3. Para konsultan menunjukkan alat atau cara untuk melakukan penghindaran pajak
dengan syarat wajib pajak menjaga serahasia mungkin (Cahyono dkk., 2016).
Dalam Mardiasmo (2018) mengatakan bahwa penghindaran pajak adalah usaha
meringankan beban pajak dengan tidak melanggar undang-undang. Penghindaran pajak adalah
strategi dan teknik penghindaran pajak yang dilakukan secara legal dan aman bagi wajib pajak
karena tidak bertentangan dengan ketentuan perpajakan. Berdasarkan penjelasan yang telah
dijabarkan diatas, maka tax avoidance atau penghindaran pajak merupakan suatu tindakan yang
dilakukan oleh Wajib Pajak untuk meminimalisasi atau mengurangi jumlah pajak yang terutang
dengan tidak melanggar peraturan perpajakan dan undang-undang yang sudah ada.
Tax Evasion (penggelapan pajak) terjadi sebelum Surat Ketetapan Pajak (SKP)
dikeluarkan. Hal ini merupakan pelanggaran terhadap undang-undang dengan maksud
melepaskan diri dari pajak/mengurangi dasar penetapan pajak dengan cara menyembunyikan
sebagian dari penghasilannya.
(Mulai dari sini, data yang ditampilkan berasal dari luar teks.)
//! Coinbase Exchange websocket feed
//!
//! A stream sends one `subscribe` message per connection and hands every
//! decoded message to a [`StreamHandler`]. When the socket drops, goes
//! quiet for longer than `stale_after` or the venue answers with an error,
//! the handler hears about it and the stream reconnects after an
//! exponential backoff.

use futures_util::{SinkExt, StreamExt};
use rust_decimal::Decimal;
use serde::{Deserialize, Serialize};
use std::ops::ControlFlow;
use std::time::Duration;
use thiserror::Error;
use tokio::time::{sleep, timeout};
use tokio_tungstenite::{connect_async, tungstenite::Message};
use tracing::{debug, info, warn};

use super::auth::Credentials;
use crate::config::ExchangeConfig;
use crate::types::{Instrument, Side};

/// Production websocket endpoint
pub const WS_FEED_URL: &str = "wss://ws-feed.exchange.coinbase.com";

/// Public sandbox websocket endpoint
pub const SANDBOX_WS_FEED_URL: &str = "wss://ws-feed-public.sandbox.exchange.coinbase.com";

/// Path signed to authenticate a subscription
const VERIFY_PATH: &str = "/users/self/verify";

#[derive(Debug, Error, Clone, PartialEq)]
pub enum StreamError {
    #[error("connection failed: {0}")]
    Connect(String),

    #[error("send failed: {0}")]
    Send(String),

    #[error("connection closed: {0}")]
    Closed(String),

    #[error("no message received for {0:?}")]
    Stale(Duration),

    #[error("venue error: {0}")]
    Venue(String),

    #[error("cannot sign subscription: {0}")]
    Auth(String),
}

/// Connection settings shared by the book and fill streams
#[derive(Debug, Clone)]
pub struct StreamConfig {
    pub url: String,
    /// Signs every subscription when present. The `user` channel needs it.
    pub credentials: Option<Credentials>,
    pub initial_backoff: Duration,
    pub max_backoff: Duration,
    /// Reconnect when nothing arrives for this long. Heartbeats arrive
    /// every second on a healthy connection.
    pub stale_after: Duration,
}

impl Default for StreamConfig {
    fn default() -> Self {
        Self {
            url: SANDBOX_WS_FEED_URL.to_string(),
            credentials: None,
            initial_backoff: Duration::from_millis(500),
            max_backoff: Duration::from_secs(30),
            stale_after: Duration::from_secs(10),
        }
    }
}

impl StreamConfig {
    pub fn from_exchange_config(config: &ExchangeConfig) -> Self {
        let url = match &config.websocket_url {
            Some(url) => url.as_str(),
            None if config.sandbox => SANDBOX_WS_FEED_URL,
            None => WS_FEED_URL,
        };
        let credentials = Credentials::from_parts(
            config.api_key.as_deref(),
            config.api_secret.as_deref(),
            config.passphrase.as_deref(),
        )
        .ok();
        Self::default()
            .with_url(url)
            .with_credentials(credentials)
            .with_backoff(
                Duration::from_millis(config.reconnect_initial_ms),
                Duration::from_millis(config.reconnect_max_ms),
            )
            .with_stale_after(Duration::from_secs(config.stale_after_secs))
    }

    pub fn with_url(mut self, url: impl Into<String>) -> Self {
        self.url = url.into();
        self
    }

    pub fn with_credentials(mut self, credentials: Option<Credentials>) -> Self {
        self.credentials = credentials;
        self
    }

    pub fn with_backoff(mut self, initial: Duration, max: Duration) -> Self {
        self.initial_backoff = initial.max(Duration::from_millis(1));
        self.max_backoff = max.max(self.initial_backoff);
        self
    }

    pub fn with_stale_after(mut self, stale_after: Duration) -> Self {
        self.stale_after = stale_after.max(Duration::from_secs(1));
        self
    }

    pub fn has_credentials(&self) -> bool {
        self.credentials.is_some()
    }
}

/// Exponential reconnect backoff: initial, 2x, 4x... capped at max
#[derive(Debug)]
pub struct ReconnectPolicy {
    initial_backoff: Duration,
    max_backoff: Duration,
    current_attempt: u32,
}

impl ReconnectPolicy {
    pub fn new(initial_backoff: Duration, max_backoff: Duration) -> Self {
        Self {
            initial_backoff,
            max_backoff,
            current_attempt: 0,
        }
    }

    pub fn next_backoff(&mut self) -> Duration {
        let factor = 2u32.saturating_pow(self.current_attempt);
        self.current_attempt = self.current_attempt.saturating_add(1);
        self.initial_backoff
            .saturating_mul(factor)
            .min(self.max_backoff)
    }

    /// Back to the initial delay once a connection is confirmed
    pub fn reset(&mut self) {
        self.current_attempt = 0;
    }

    pub fn current_attempt(&self) -> u32 {
        self.current_attempt
    }
}

/// Authentication fields of a signed subscription
#[derive(Debug, Clone, PartialEq, Serialize)]
pub struct SubscribeAuth {
    pub key: String,
    pub passphrase: String,
    pub timestamp: String,
    pub signature: String,
}

/// Outgoing `subscribe` message
#[derive(Debug, Clone, PartialEq, Serialize)]
pub struct Subscribe {
    #[serde(rename = "type")]
    kind: &'static str,
    pub product_ids: Vec<Instrument>,
    pub channels: Vec<&'static str>,
    #[serde(flatten)]
    pub auth: Option<SubscribeAuth>,
}

impl Subscribe {
    pub fn new(product_ids: Vec<Instrument>, channels: &[&'static str]) -> Self {
        Self {
            kind: "subscribe",
            product_ids,
            channels: channels.to_vec(),
            auth: None,
        }
    }

    /// Attach a signature over `timestamp + GET + /users/self/verify`
    pub fn signed(mut self, credentials: &Credentials, timestamp: &str) -> Result<Self, StreamError> {
        let signature = credentials
            .sign(timestamp, "GET", VERIFY_PATH, "")
            .map_err(|e| StreamError::Auth(e.to_string()))?;
        self.auth = Some(SubscribeAuth {
            key: credentials.api_key().to_string(),
            passphrase: credentials.passphrase().to_string(),
            timestamp: timestamp.to_string(),
            signature,
        });
        Ok(self)
    }
}

/// Incoming messages, keyed on `type`. Anything not listed decodes to
/// [`FeedMessage::Other`].
#[derive(Debug, Clone, PartialEq, Deserialize)]
#[serde(tag = "type", rename_all = "snake_case")]
pub enum FeedMessage {
    Subscriptions {},
    /// Full level-2 book, sent once per subscription
    Snapshot {
        product_id: Instrument,
        #[serde(default)]
        bids: Vec<(Decimal, Decimal)>,
        #[serde(default)]
        asks: Vec<(Decimal, Decimal)>,
    },
    /// `[side, price, new size]` per changed level. Size zero removes it.
    #[serde(rename = "l2update")]
    L2Update {
        product_id: Instrument,
        changes: Vec<(Side, Decimal, Decimal)>,
    },
    Heartbeat {
        product_id: Instrument,
    },
    /// Trade between a resting maker order and a taker
    Match {
        product_id: Instrument,
        maker_order_id: String,
        size: Decimal,
        price: Decimal,
        /// Present on the `user` channel when our order made
        #[serde(default)]
        maker_fee_rate: Option<Decimal>,
    },
    Error {
        message: String,
        #[serde(default)]
        reason: Option<String>,
    },
    #[serde(other)]
    Other,
}

/// Consumer of one stream's messages
pub trait StreamHandler: Send {
    /// `Break` ends the stream for good
    fn on_message(&mut self, message: FeedMessage) -> ControlFlow<()>;

    /// Called before every reconnect
    fn on_disconnect(&mut self, error: &StreamError) -> ControlFlow<()>;
}

/// Keep `subscribe` open against `config.url` until the handler breaks
pub async fn run_stream<H: StreamHandler>(config: StreamConfig, subscribe: Subscribe, mut handler: H) {
    let mut reconnect = ReconnectPolicy::new(config.initial_backoff, config.max_backoff);

    loop {
        let error = match run_session(&config, &subscribe, &mut handler, &mut reconnect).await {
            Ok(()) => break,
            Err(e) => e,
        };
        warn!(url = %config.url, error = %error, "Websocket session ended");
        if handler.on_disconnect(&error).is_break() {
            break;
        }

        let backoff = reconnect.next_backoff();
        info!(
            backoff_ms = backoff.as_millis() as u64,
            attempt = reconnect.current_attempt(),
            "Reconnecting websocket"
        );
        sleep(backoff).await;
    }

    debug!(url = %config.url, channels = ?subscribe.channels, "Websocket stream closed");
}

async fn run_session<H: StreamHandler>(
    config: &StreamConfig,
    subscribe: &Subscribe,
    handler: &mut H,
    reconnect: &mut ReconnectPolicy,
) -> Result<(), StreamError> {
    let request = match &config.credentials {
        Some(credentials) => {
            let timestamp = chrono::Utc::now().timestamp().to_string();
            subscribe.clone().signed(credentials, &timestamp)?
        }
        None => subscribe.clone(),
    };
    let request = serde_json::to_string(&request).map_err(|e| StreamError::Send(e.to_string()))?;

    let (ws_stream, _) = connect_async(config.url.as_str())
        .await
        .map_err(|e| StreamError::Connect(e.to_string()))?;
    let (mut write, mut read) = ws_stream.split();

    write
        .send(Message::Text(request.into()))
        .await
        .map_err(|e| StreamError::Send(e.to_string()))?;
    debug!(url = %config.url, channels = ?subscribe.channels, "Subscription sent");

    loop {
        let frame = match timeout(config.stale_after, read.next()).await {
            Err(_) => return Err(StreamError::Stale(config.stale_after)),
            Ok(None) => return Err(StreamError::Closed("stream ended".into())),
            Ok(Some(Err(e))) => return Err(StreamError::Closed(e.to_string())),
            Ok(Some(Ok(frame))) => frame,
        };

        match frame {
            Message::Text(text) => {
                let message = match serde_json::from_str::<FeedMessage>(text.as_str()) {
                    Ok(message) => message,
                    Err(e) => {
                        warn!(error = %e, "Skipping undecodable websocket message");
                        continue;
                    }
                };
                match message {
                    FeedMessage::Subscriptions {} => {
                        reconnect.reset();
                        info!(url = %config.url, channels = ?subscribe.channels, "Websocket subscribed");
                    }
                    FeedMessage::Error { message, reason } => {
                        let reason = reason.map(|r| format!(" ({})", r)).unwrap_or_default();
                        return Err(StreamError::Venue(format!("{}{}", message, reason)));
                    }
                    message => {
                        if handler.on_message(message).is_break() {
                            return Ok(());
                        }
                    }
                }
            }
            Message::Ping(payload) => {
                write
                    .send(Message::Pong(payload))
                    .await
                    .map_err(|e| StreamError::Send(e.to_string()))?;
            }
            Message::Close(frame) => {
                let reason = frame
                    .map(|f| f.reason.as_str().to_string())
                    .filter(|r| !r.is_empty())
                    .unwrap_or_else(|| "closed by venue".to_string());
                return Err(StreamError::Closed(reason));
            }
            _ => {}
        }
    }
}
Wajib pajak di setiap negara terdiri dari Wajib Pajak besar

3
(berasal dari multinational corporation yang terdiri dari perusahaan-perusahaan penting
nasional) dan Wajib Pajak kecil (berasal dari profesional bebas yang terdiri dari dokter yang
membuka praktek sendiri, pengacara yang bekerja sendiri, dll).
Penyelundupan pajak merupakan perbuatan tercela yang dilakukan oleh Wajib Pajak
atau. penasihat ahlinya yang bertujuan dengan sengaja melakukan pelanggaran terhadap
ketentuan peraturan perundang-undangan perpajakan yang berlaku. Tax Evasion merupakan
tindakan yang illegal yang memperkecil ataupun meloloskan diri untuk tidak membayar pajak
sesuai dengan besarnya pajak yang harus dibayarkan.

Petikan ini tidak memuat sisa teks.